[Dataset entries]
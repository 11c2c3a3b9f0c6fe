use std::collections::HashMap;

use diesel::sql_types::{BigInt, Integer, Nullable, Text};
use serde::Serialize;

use crate::{helpers, prefix};

pub const HEATMAP_METRIC: &str = "heatmap_week";
pub const TOP_CALLS_BY_COUNT: &str = "top_calls_qso";
pub const TOP_CALLS_BY_DURATION: &str = "top_calls_duration";
pub const TOP_CALLS_BY_SCORE: &str = "top_calls_score";
pub const TOP_TALKGROUPS: &str = "top_tg_duration";

const TIMESTAMP_FORMAT: &[time::format_description::FormatItem<'static>] =
    time::macros::format_description!("[year]-[month]-[day] [hour]:[minute]:[second]");

pub fn format_timestamp(timestamp: time::PrimitiveDateTime) -> String {
    timestamp
        .format(TIMESTAMP_FORMAT)
        .unwrap_or_else(|_| timestamp.to_string())
}

/// Talkgroup restriction for the last-heard feed.
#[derive(Debug, Clone, PartialEq, Eq, Default)]
pub enum TalkgroupFilter {
    #[default]
    All,
    Local(i32),
    Monitored(Vec<i32>),
}

impl TalkgroupFilter {
    /// Reads `mode`, `tg` and `tgs`. Anything unusable falls back to no
    /// restriction rather than an error.
    pub fn from_params(params: &HashMap<String, String>) -> Self {
        let param = |key: &str| params.get(key).map(String::as_str).unwrap_or_default();

        match param("mode") {
            "local" => match helpers::positive_talkgroup(param("tg")) {
                Some(tg) => Self::Local(tg),
                None => Self::All,
            },
            "monitored" => {
                let tgs: Vec<i32> = param("tgs")
                    .split(',')
                    .filter_map(helpers::positive_talkgroup)
                    .collect();
                if tgs.is_empty() {
                    Self::All
                } else {
                    Self::Monitored(tgs)
                }
            }
            _ => Self::All,
        }
    }

    pub fn talkgroups(&self) -> &[i32] {
        match self {
            Self::All => &[],
            Self::Local(tg) => std::slice::from_ref(tg),
            Self::Monitored(tgs) => tgs,
        }
    }

    /// SQL condition on `s.tg` with one placeholder per talkgroup.
    pub fn sql_condition(&self) -> Option<String> {
        match self.talkgroups() {
            [] => None,
            [_] => Some("s.tg = ?".to_owned()),
            tgs => Some(format!("s.tg IN ({})", vec!["?"; tgs.len()].join(", "))),
        }
    }
}

#[derive(Debug, Clone, PartialEq, Eq, Serialize, diesel::QueryableByName)]
pub struct LastHeard {
    #[diesel(sql_type = Text)]
    pub callsign: String,
    #[diesel(sql_type = Integer)]
    pub tg: i32,
    #[diesel(sql_type = Text)]
    pub server: String,
    #[diesel(sql_type = Text)]
    pub talk: String,
    #[diesel(sql_type = Text)]
    pub event_time: String,
    /// Seconds since the matching `start` event, if one was recorded.
    #[diesel(sql_type = Nullable<BigInt>)]
    pub duration_s: Option<i64>,
    #[diesel(sql_type = Nullable<Text>)]
    pub location: Option<String>,
}

#[derive(Debug, Clone, PartialEq, Eq, Serialize)]
pub struct Status {
    pub callsign: String,
    pub tg: i32,
    pub server: String,
    pub event_time: String,
    pub location: Option<String>,
}

/// A precomputed row of `fmstats`.
#[derive(Debug, Clone, PartialEq, diesel::Queryable, diesel::Selectable)]
#[diesel(table_name = crate::schema::fmstats)]
#[diesel(check_for_backend(diesel::sqlite::Sqlite))]
pub struct MetricRow {
    pub metric: String,
    pub rank: i32,
    pub callsign: Option<String>,
    pub tg: Option<i32>,
    pub weekday: Option<i32>,
    pub hour: Option<i32>,
    pub qso_count: Option<i64>,
    pub total_seconds: Option<f64>,
    pub score: Option<f64>,
}

impl MetricRow {
    fn count(&self) -> i64 {
        self.qso_count.unwrap_or(0)
    }

    fn total(&self) -> f64 {
        self.total_seconds.unwrap_or(0.0)
    }

    fn country_code(&self) -> Option<&'static str> {
        prefix::country_for(self.callsign.as_deref())
    }
}

fn average(total: f64, count: i64) -> f64 {
    if count > 0 {
        total / count as f64
    } else {
        0.0
    }
}

/// Attaches the prefix-derived country to a row.
#[derive(Debug, Clone, PartialEq, Serialize)]
pub struct WithCountry<T> {
    #[serde(flatten)]
    pub row: T,
    pub country_code: Option<&'static str>,
}

impl From<LastHeard> for WithCountry<LastHeard> {
    fn from(row: LastHeard) -> Self {
        let country_code = prefix::country_for_callsign(&row.callsign);
        Self { row, country_code }
    }
}

impl From<Status> for WithCountry<Status> {
    fn from(row: Status) -> Self {
        let country_code = prefix::country_for_callsign(&row.callsign);
        Self { row, country_code }
    }
}

#[derive(Debug, Clone, PartialEq, Eq, Serialize)]
pub struct HeatmapCell {
    pub weekday: Option<i32>,
    pub hour: Option<i32>,
    pub count: i64,
}

impl From<MetricRow> for HeatmapCell {
    fn from(row: MetricRow) -> Self {
        Self {
            weekday: row.weekday,
            hour: row.hour,
            count: row.count(),
        }
    }
}

#[derive(Debug, Clone, PartialEq, Serialize)]
pub struct CallsignCount {
    pub callsign: Option<String>,
    pub cnt: i64,
    pub country_code: Option<&'static str>,
}

impl From<MetricRow> for CallsignCount {
    fn from(row: MetricRow) -> Self {
        Self {
            cnt: row.count(),
            country_code: row.country_code(),
            callsign: row.callsign,
        }
    }
}

#[derive(Debug, Clone, PartialEq, Serialize)]
pub struct CallsignDuration {
    pub callsign: Option<String>,
    pub sec: f64,
    pub country_code: Option<&'static str>,
}

impl From<MetricRow> for CallsignDuration {
    fn from(row: MetricRow) -> Self {
        Self {
            sec: row.total(),
            country_code: row.country_code(),
            callsign: row.callsign,
        }
    }
}

#[derive(Debug, Clone, PartialEq, Serialize)]
pub struct HallOfFameEntry {
    pub callsign: Option<String>,
    pub qso_count: i64,
    pub total_sec: f64,
    pub score: f64,
    pub avg_sec: f64,
    pub country_code: Option<&'static str>,
}

impl From<MetricRow> for HallOfFameEntry {
    fn from(row: MetricRow) -> Self {
        let (qso_count, total_sec) = (row.count(), row.total());
        Self {
            qso_count,
            total_sec,
            score: row.score.unwrap_or(0.0),
            avg_sec: average(total_sec, qso_count),
            country_code: row.country_code(),
            callsign: row.callsign,
        }
    }
}

#[derive(Debug, Clone, PartialEq, Serialize)]
pub struct TalkgroupRank {
    pub tg: Option<i32>,
    pub cnt: i64,
    pub total_sec: f64,
    pub avg_sec: f64,
}

impl From<MetricRow> for TalkgroupRank {
    fn from(row: MetricRow) -> Self {
        let (cnt, total_sec) = (row.count(), row.total());
        Self {
            tg: row.tg,
            cnt,
            total_sec,
            avg_sec: average(total_sec, cnt),
        }
    }
}

#[cfg(test)]
mod test {
    use super::*;

    fn params(pairs: &[(&str, &str)]) -> HashMap<String, String> {
        pairs
            .iter()
            .map(|(k, v)| (k.to_string(), v.to_string()))
            .collect()
    }

    fn metric(callsign: Option<&str>, count: Option<i64>, total: Option<f64>) -> MetricRow {
        MetricRow {
            metric: "top_calls_score".to_owned(),
            rank: 1,
            callsign: callsign.map(str::to_owned),
            tg: Some(262),
            weekday: None,
            hour: None,
            qso_count: count,
            total_seconds: total,
            score: Some(12.5),
        }
    }

    #[test]
    fn filter_defaults_to_all() {
        assert_eq!(TalkgroupFilter::from_params(&params(&[])), TalkgroupFilter::All);
        assert_eq!(
            TalkgroupFilter::from_params(&params(&[("mode", "bogus"), ("tg", "5")])),
            TalkgroupFilter::All
        );
    }

    #[test]
    fn local_filter() {
        assert_eq!(
            TalkgroupFilter::from_params(&params(&[("mode", "local"), ("tg", " 262 ")])),
            TalkgroupFilter::Local(262)
        );
        assert_eq!(
            TalkgroupFilter::from_params(&params(&[("mode", "local"), ("tg", "0")])),
            TalkgroupFilter::All
        );
        assert_eq!(
            TalkgroupFilter::from_params(&params(&[("mode", "local")])),
            TalkgroupFilter::All
        );
    }

    #[test]
    fn monitored_filter_drops_bad_tokens() {
        let filter = TalkgroupFilter::from_params(&params(&[
            ("mode", "monitored"),
            ("tgs", "1, abc,2,-5,,3"),
        ]));
        assert_eq!(filter, TalkgroupFilter::Monitored(vec![1, 2, 3]));
        assert_eq!(filter.sql_condition().as_deref(), Some("s.tg IN (?, ?, ?)"));

        let filter =
            TalkgroupFilter::from_params(&params(&[("mode", "monitored"), ("tgs", "abc,-5")]));
        assert_eq!(filter, TalkgroupFilter::All);
        assert_eq!(filter.sql_condition(), None);
    }

    #[test]
    fn hall_of_fame_average() {
        let entry = HallOfFameEntry::from(metric(Some("DL1ABC"), Some(4), Some(100.0)));
        assert_eq!(entry.avg_sec, 25.0);
        assert_eq!(entry.country_code, Some("DE"));

        let entry = HallOfFameEntry::from(metric(None, None, Some(100.0)));
        assert_eq!(entry.qso_count, 0);
        assert_eq!(entry.avg_sec, 0.0);
        assert_eq!(entry.country_code, None);
    }

    #[test]
    fn talkgroup_rank_coerces_nulls() {
        let rank = TalkgroupRank::from(metric(None, Some(3), None));
        assert_eq!(rank.cnt, 3);
        assert_eq!(rank.total_sec, 0.0);
        assert_eq!(rank.avg_sec, 0.0);
    }

    #[test]
    fn country_is_flattened_into_row() {
        let row = WithCountry::from(Status {
            callsign: "oe1xyz".to_owned(),
            tg: 232,
            server: "1".to_owned(),
            event_time: "2024-05-01 10:00:00".to_owned(),
            location: None,
        });
        let value = serde_json::to_value(row).unwrap();
        assert_eq!(value["callsign"], "oe1xyz");
        assert_eq!(value["country_code"], "AT");
        assert!(value["location"].is_null());
    }

    #[test]
    fn timestamps_drop_subseconds() {
        assert_eq!(
            format_timestamp(time::macros::datetime!(2024-01-02 03:04:05.678)),
            "2024-01-02 03:04:05"
        );
    }
}
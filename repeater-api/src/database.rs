use anyhow::Context;
use diesel::{connection::SimpleConnection, prelude::*, r2d2, sqlite::Sqlite};

use crate::{
    activity::{self, LastHeard, MetricRow, Status, TalkgroupFilter},
    schema::{config, fmstats, fmstatus, nodes},
    station_config::{ConfigUpdate, StationConfig, CONFIG_ID},
    svxlink::SvxlinkSettings,
};

const SCHEMA: &str = include_str!("schema.sql");

const LAST_HEARD_LIMIT: usize = 50;
const TOP_LIMIT: i64 = 10;

const LAST_HEARD_QUERY: &str = "
    SELECT
      s.callsign,
      s.tg,
      s.server,
      s.talk,
      strftime('%Y-%m-%d %H:%M:%S', s.event_time) AS event_time,
      CAST(strftime('%s', s.event_time) AS INTEGER) - CAST(strftime('%s', (
        SELECT MAX(st.event_time)
        FROM fmlastheard st
        WHERE st.callsign = s.callsign
          AND st.tg = s.tg
          AND st.server = s.server
          AND st.talk = 'start'
          AND st.event_time <= s.event_time
      )) AS INTEGER) AS duration_s,
      n.location
    FROM fmlastheard s
    LEFT JOIN nodes n
      ON n.callsign = s.callsign
    WHERE s.talk = 'stop'";

type StatusTuple = (String, time::PrimitiveDateTime, i32, String, Option<String>);

pub type Pool = r2d2::Pool<r2d2::ConnectionManager<SqliteConnection>>;

#[derive(Debug)]
struct ConnectionSetup;

impl r2d2::CustomizeConnection<SqliteConnection, r2d2::Error> for ConnectionSetup {
    fn on_acquire(&self, conn: &mut SqliteConnection) -> Result<(), r2d2::Error> {
        conn.batch_execute("PRAGMA busy_timeout = 5000;")
            .map_err(r2d2::Error::QueryError)
    }
}

#[derive(Clone)]
pub struct Database {
    pool: Pool,
}

impl Database {
    pub fn new(pool: Pool) -> Self {
        Self { pool }
    }

    pub fn open(path: &str, max_size: u32) -> anyhow::Result<Self> {
        let manager = r2d2::ConnectionManager::<SqliteConnection>::new(path);
        let pool = r2d2::Pool::builder()
            .test_on_check_out(true)
            .max_size(max_size)
            .connection_customizer(Box::new(ConnectionSetup))
            .build(manager)
            .context("could not open database")?;
        Ok(Self::new(pool))
    }

    /// Runs blocking diesel work off the async executor.
    async fn run<T, F>(&self, f: F) -> anyhow::Result<T>
    where
        F: FnOnce(&mut SqliteConnection) -> anyhow::Result<T> + Send + 'static,
        T: Send + 'static,
    {
        let pool = self.pool.clone();
        tokio::task::spawn_blocking(move || {
            let mut conn = pool.get().context("DB connection failed")?;
            f(&mut *conn)
        })
        .await?
    }

    pub async fn ensure_schema(&self) -> anyhow::Result<()> {
        self.run(|conn| {
            conn.batch_execute(SCHEMA)
                .context("could not create tables")
        })
        .await?;
        log::info!("Database schema is up to date");
        Ok(())
    }

    pub async fn station_config(&self) -> anyhow::Result<Option<StationConfig>> {
        self.run(|conn| {
            config::table
                .order(config::id.asc())
                .select(StationConfig::as_select())
                .first::<StationConfig>(conn)
                .optional()
                .context("could not read config")
        })
        .await
    }

    /// The stored setup password, if one is set and non-empty.
    pub async fn setup_password(&self) -> anyhow::Result<Option<String>> {
        let stored: Option<Option<String>> = self
            .run(|conn| {
                config::table
                    .filter(config::id.eq(CONFIG_ID))
                    .select(config::setup_password)
                    .first::<Option<String>>(conn)
                    .optional()
                    .context("could not read setup password")
            })
            .await?;
        Ok(stored.flatten().filter(|p| !p.is_empty()))
    }

    pub async fn upsert_config(&self, data: ConfigUpdate) -> anyhow::Result<()> {
        let count = self
            .run(move |conn| {
                diesel::insert_into(config::table)
                    .values(&data)
                    .on_conflict(config::id)
                    .do_update()
                    .set(&data)
                    .execute(conn)
                    .context("could not store config")
            })
            .await?;
        log::info!("Stored config ({} rows affected)", count);
        Ok(())
    }

    /// Creates the config row from svxlink settings unless one exists already.
    /// Returns whether a row was inserted.
    pub async fn seed_config(&self, seed: SvxlinkSettings) -> anyhow::Result<bool> {
        let now = now_utc();
        let count = self
            .run(move |conn| {
                diesel::insert_or_ignore_into(config::table)
                    .values((
                        config::id.eq(CONFIG_ID),
                        config::callsign.eq(seed.callsign),
                        config::dns_domain.eq(seed.dns_domain),
                        config::default_tg.eq(seed.default_tg),
                        config::monitor_tgs.eq(seed.monitor_tgs),
                        config::updated_at.eq(now),
                    ))
                    .execute(conn)
                    .context("could not seed config")
            })
            .await?;
        Ok(count > 0)
    }

    pub async fn last_heard(&self, filter: TalkgroupFilter) -> anyhow::Result<Vec<LastHeard>> {
        self.run(move |conn| {
            let mut sql = LAST_HEARD_QUERY.to_owned();
            if let Some(condition) = filter.sql_condition() {
                sql.push_str(" AND ");
                sql.push_str(&condition);
            }
            sql.push_str(&format!(
                " ORDER BY s.event_time DESC LIMIT {}",
                LAST_HEARD_LIMIT
            ));

            let mut query = diesel::sql_query(sql).into_boxed::<Sqlite>();
            for tg in filter.talkgroups() {
                query = query.bind::<diesel::sql_types::Integer, _>(*tg);
            }

            query
                .load::<LastHeard>(conn)
                .context("could not read last heard")
        })
        .await
    }

    pub async fn status(&self) -> anyhow::Result<Vec<Status>> {
        let rows: Vec<StatusTuple> = self
            .run(|conn| {
                fmstatus::table
                    .left_join(nodes::table.on(nodes::callsign.eq(fmstatus::callsign)))
                    .select((
                        fmstatus::callsign,
                        fmstatus::event_time,
                        fmstatus::tg,
                        fmstatus::server,
                        nodes::location.nullable(),
                    ))
                    .order(fmstatus::event_time.desc())
                    .load::<StatusTuple>(conn)
                    .context("could not read status")
            })
            .await?;

        Ok(rows
            .into_iter()
            .map(|(callsign, event_time, tg, server, location)| Status {
                callsign,
                tg,
                server,
                event_time: activity::format_timestamp(event_time),
                location,
            })
            .collect())
    }

    pub async fn heatmap(&self) -> anyhow::Result<Vec<MetricRow>> {
        self.run(|conn| {
            fmstats::table
                .filter(fmstats::metric.eq(activity::HEATMAP_METRIC))
                .order((fmstats::weekday.asc(), fmstats::hour.asc()))
                .select(MetricRow::as_select())
                .load::<MetricRow>(conn)
                .context("could not read heatmap")
        })
        .await
    }

    /// The first ten ranks of a precomputed metric.
    pub async fn top_ranked(&self, metric: &'static str) -> anyhow::Result<Vec<MetricRow>> {
        self.run(move |conn| {
            fmstats::table
                .filter(fmstats::metric.eq(metric))
                .order(fmstats::rank.asc())
                .limit(TOP_LIMIT)
                .select(MetricRow::as_select())
                .load::<MetricRow>(conn)
                .with_context(|| format!("could not read {}", metric))
        })
        .await
    }

    #[cfg(test)]
    pub async fn in_memory() -> Self {
        let db = Self::open(":memory:", 1).unwrap();
        db.ensure_schema().await.unwrap();
        db
    }

    #[cfg(test)]
    pub async fn execute_sql(&self, sql: &'static str) {
        self.run(move |conn| Ok(conn.batch_execute(sql)?))
            .await
            .unwrap();
    }
}

pub fn now_utc() -> time::PrimitiveDateTime {
    let now = time::OffsetDateTime::now_utc();
    time::PrimitiveDateTime::new(now.date(), now.time())
}

#[cfg(test)]
mod test {
    use super::*;

    const EVENTS: &str = "
        INSERT INTO nodes (callsign, location) VALUES ('DB0ABC', 'Kiel');
        INSERT INTO fmlastheard (event_time, talk, callsign, tg, server) VALUES
          ('2024-05-01 10:00:00', 'start', 'DB0ABC', 1, 'A'),
          ('2024-05-01 10:00:42', 'stop',  'DB0ABC', 1, 'A'),
          ('2024-05-01 10:05:00', 'start', 'OE1XYZ', 2, 'A'),
          ('2024-05-01 10:05:10', 'stop',  'OE1XYZ', 2, 'A'),
          ('2024-05-01 10:06:00', 'stop',  'G4ABC',  3, 'B'),
          ('2024-05-01 10:07:00', 'start', 'K1ABC',  4, 'B'),
          ('2024-05-01 10:07:30', 'stop',  'K1ABC',  4, 'B');
    ";

    #[tokio::test]
    async fn schema_is_idempotent() {
        let db = Database::in_memory().await;
        db.ensure_schema().await.unwrap();
        assert!(db.station_config().await.unwrap().is_none());
        assert_eq!(db.setup_password().await.unwrap(), None);
    }

    #[tokio::test]
    async fn last_heard_durations() {
        let db = Database::in_memory().await;
        db.execute_sql(EVENTS).await;

        let rows = db.last_heard(TalkgroupFilter::All).await.unwrap();
        let calls: Vec<&str> = rows.iter().map(|r| r.callsign.as_str()).collect();
        assert_eq!(calls, ["K1ABC", "G4ABC", "OE1XYZ", "DB0ABC"]);
        assert!(rows.iter().all(|r| r.talk == "stop"));

        assert_eq!(rows[0].duration_s, Some(30));
        assert_eq!(rows[1].duration_s, None);
        assert_eq!(rows[3].duration_s, Some(42));
        assert_eq!(rows[3].location.as_deref(), Some("Kiel"));
        assert_eq!(rows[3].event_time, "2024-05-01 10:00:42");
    }

    #[tokio::test]
    async fn last_heard_filters() {
        let db = Database::in_memory().await;
        db.execute_sql(EVENTS).await;

        let rows = db.last_heard(TalkgroupFilter::Local(2)).await.unwrap();
        assert_eq!(rows.len(), 1);
        assert_eq!(rows[0].callsign, "OE1XYZ");

        let rows = db
            .last_heard(TalkgroupFilter::Monitored(vec![1, 3, 99]))
            .await
            .unwrap();
        let tgs: Vec<i32> = rows.iter().map(|r| r.tg).collect();
        assert_eq!(tgs, [3, 1]);
    }

    #[tokio::test]
    async fn last_heard_is_capped() {
        let db = Database::in_memory().await;
        db.execute_sql(
            "WITH RECURSIVE seq(n) AS (SELECT 0 UNION ALL SELECT n + 1 FROM seq WHERE n < 59)
             INSERT INTO fmlastheard (event_time, talk, callsign, tg, server)
             SELECT datetime('2024-05-01 10:00:00', '+' || n || ' minutes'), 'stop', 'DL1ABC', 1, 'A'
             FROM seq;",
        )
        .await;

        let rows = db.last_heard(TalkgroupFilter::All).await.unwrap();
        assert_eq!(rows.len(), LAST_HEARD_LIMIT);
        assert_eq!(rows[0].event_time, "2024-05-01 10:59:00");
    }

    #[tokio::test]
    async fn status_joins_nodes() {
        let db = Database::in_memory().await;
        db.execute_sql(
            "INSERT INTO nodes (callsign, location) VALUES ('DB0ABC', 'Kiel');
             INSERT INTO fmstatus (callsign, event_time, tg, server) VALUES
               ('DB0ABC', '2024-05-01 10:00:00', 262, 'A'),
               ('OE1XYZ', '2024-05-01 10:01:00', 232, 'B');",
        )
        .await;

        let rows = db.status().await.unwrap();
        assert_eq!(rows.len(), 2);
        assert_eq!(rows[0].callsign, "OE1XYZ");
        assert_eq!(rows[0].location, None);
        assert_eq!(rows[1].location.as_deref(), Some("Kiel"));
        assert_eq!(rows[1].event_time, "2024-05-01 10:00:00");
    }

    #[tokio::test]
    async fn top_ranked_limits_and_orders() {
        let db = Database::in_memory().await;
        db.execute_sql(
            "WITH RECURSIVE seq(n) AS (SELECT 1 UNION ALL SELECT n + 1 FROM seq WHERE n < 12)
             INSERT INTO fmstats (metric, rank, callsign, qso_count)
             SELECT 'top_calls_qso', 13 - n, 'DL' || n || 'ABC', n FROM seq;
             INSERT INTO fmstats (metric, rank, callsign, qso_count) VALUES ('other', 1, 'X', 1);",
        )
        .await;

        let rows = db.top_ranked("top_calls_qso").await.unwrap();
        assert_eq!(rows.len(), 10);
        let ranks: Vec<i32> = rows.iter().map(|r| r.rank).collect();
        assert_eq!(ranks, (1..=10).collect::<Vec<_>>());
        assert!(rows.iter().all(|r| r.metric == "top_calls_qso"));
    }

    #[tokio::test]
    async fn seed_never_overwrites() {
        let db = Database::in_memory().await;
        let seed = SvxlinkSettings {
            callsign: "DB0ABC".to_owned(),
            dns_domain: "fm-funknetz.de".to_owned(),
            default_tg: 262,
            monitor_tgs: "262,9".to_owned(),
        };
        assert!(db.seed_config(seed.clone()).await.unwrap());

        let mut other = seed;
        other.callsign = "DB0XYZ".to_owned();
        assert!(!db.seed_config(other).await.unwrap());

        let stored = db.station_config().await.unwrap().unwrap();
        assert_eq!(stored.callsign, "DB0ABC");
        assert_eq!(stored.default_tg, Some(262));
        assert!(!stored.reboot_requested);
    }
}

* **What is expected**
Print exactly the lines from the beginning of the entries through the line with "pub const TOP_TALKGROUPS: &str". Output nothing more.

* **Response to the task**
repository 11c2c3a3b9f0c6fe
use std::collections::HashMap;

use diesel::sql_types::{BigInt, Integer, Nullable, Text};
use serde::Serialize;

use crate::{helpers, prefix};

pub const HEATMAP_METRIC: &str = "heatmap_week";
pub const TOP_CALLS_BY_COUNT: &str = "top_calls_qso";
pub const TOP_CALLS_BY_DURATION: &str = "top_calls_duration";
pub const TOP_CALLS_BY_SCORE: &str = "top_calls_score";
pub const TOP_TALKGROUPS: &str = "top_tg_duration";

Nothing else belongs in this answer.